For example, whole this model could be printed in 0.1 mm, but the flat region on second foto have to be printed in 0.025 mm

I agree with both of you. I was about to post this as a new topic but figured somebody else must have thought of this before me. Anyways to keep things simply, my thinking is to have a slider much like the slice viewer that allows maybe 2 or 3 different layer height thickness. Each section can be user set and the default value would simply be to whatever the user selected upon file creation.

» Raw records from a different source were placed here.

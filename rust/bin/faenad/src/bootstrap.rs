//! Bootstrap: start-up checks and catalog seeding.
//!
//! When faenad starts:
//! 1. Verify the config names a data directory and a valid catalog.
//! 2. Insert the configured reference data (existing names are kept).

use faena::service::FaenaService;
use tracing::info;

use crate::config::ServerConfig;

/// Verify server configuration before any storage is opened.
pub fn verify_config(config: &ServerConfig) -> anyhow::Result<()> {
    if config.storage.data_dir.trim().is_empty() {
        anyhow::bail!("Storage data_dir is empty in configuration.");
    }
    config
        .catalog
        .validate()
        .map_err(|e| anyhow::anyhow!("invalid [catalog] section: {}", e))?;
    Ok(())
}

/// Seed species, categories, diseases, part types and licence holders.
pub fn seed_catalog(svc: &FaenaService, config: &ServerConfig) -> anyhow::Result<()> {
    svc.seed_catalog(&config.catalog)
        .map_err(|e| anyhow::anyhow!("failed to seed catalog: {}", e))?;
    let especies = svc
        .list_especies()
        .map_err(|e| anyhow::anyhow!("failed to read catalog: {}", e))?;
    if especies.is_empty() {
        tracing::warn!("catalog has no species; herds cannot declare head counts");
    } else {
        info!("{} species available", especies.len());
    }
    Ok(())
}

The person is able to change the slice resolution for each section. Zero to first marker could be all the support structure just before the model and it can be set to 0.1mm. From first marker to second marker or finish can be set to a finer resolution like 0.05mm. This would allow things you don’t care about like the supports to be printed faster making the whole things faster. This is like the cheaters way to speed up printers for the time being because it shouldn’t require too much effort to implement this in the software.

All and all, I’m liking my printer and thus far, I haven’t had any failed prints. I’ve printed custom springs and 2-56 threader holes! speaking of which, if people need standard springs or ones with hooks, I can send you pro E files or generate STL files for you specific dimensions. I don’t know of a common place to post things around here. By the way, things like springs need to be printed sideways or at an angle to prevent the spring action from interfering with the peal process.

Hi.
From you’re picture you painting the model straight on the platform ,Without supports.
How do you do the Grove on the base ?

I know this is an old post but this is a very important feature for me. I have certain section that I can speed up on and others that need very high detail. Of course if I print the whole thing in high detail I waste a ton of extra time.

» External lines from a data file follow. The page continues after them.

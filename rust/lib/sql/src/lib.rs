pub mod error;
pub mod sqlite;
pub mod traits;

pub use error::SQLError;
pub use sqlite::SqliteStore;
pub use traits::{Row, SQLExec, SQLStore, SQLTx, Value};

I know FDM printing software like Slic3r support this and the new SLASH printer will as well.

Would like to get Formlabs to respond on if this is even on the roadmap.
Thank you

Rather than having user intervention on selecting varying slice thicknesses, would it make sense for there to be a 2-pass slicing process? First pass to slice at the selected resolution, 2nd pass to look for contiguous blocks of identical slices and bundle them up as a thicker slice (so 4 identical 25u slices become 1 100u slice, for example). Or would that result in too much z-banding?

Assuming it’s the lift time contributes most to the overall print time on these printers, this could cut print time a chunk, especially on supports.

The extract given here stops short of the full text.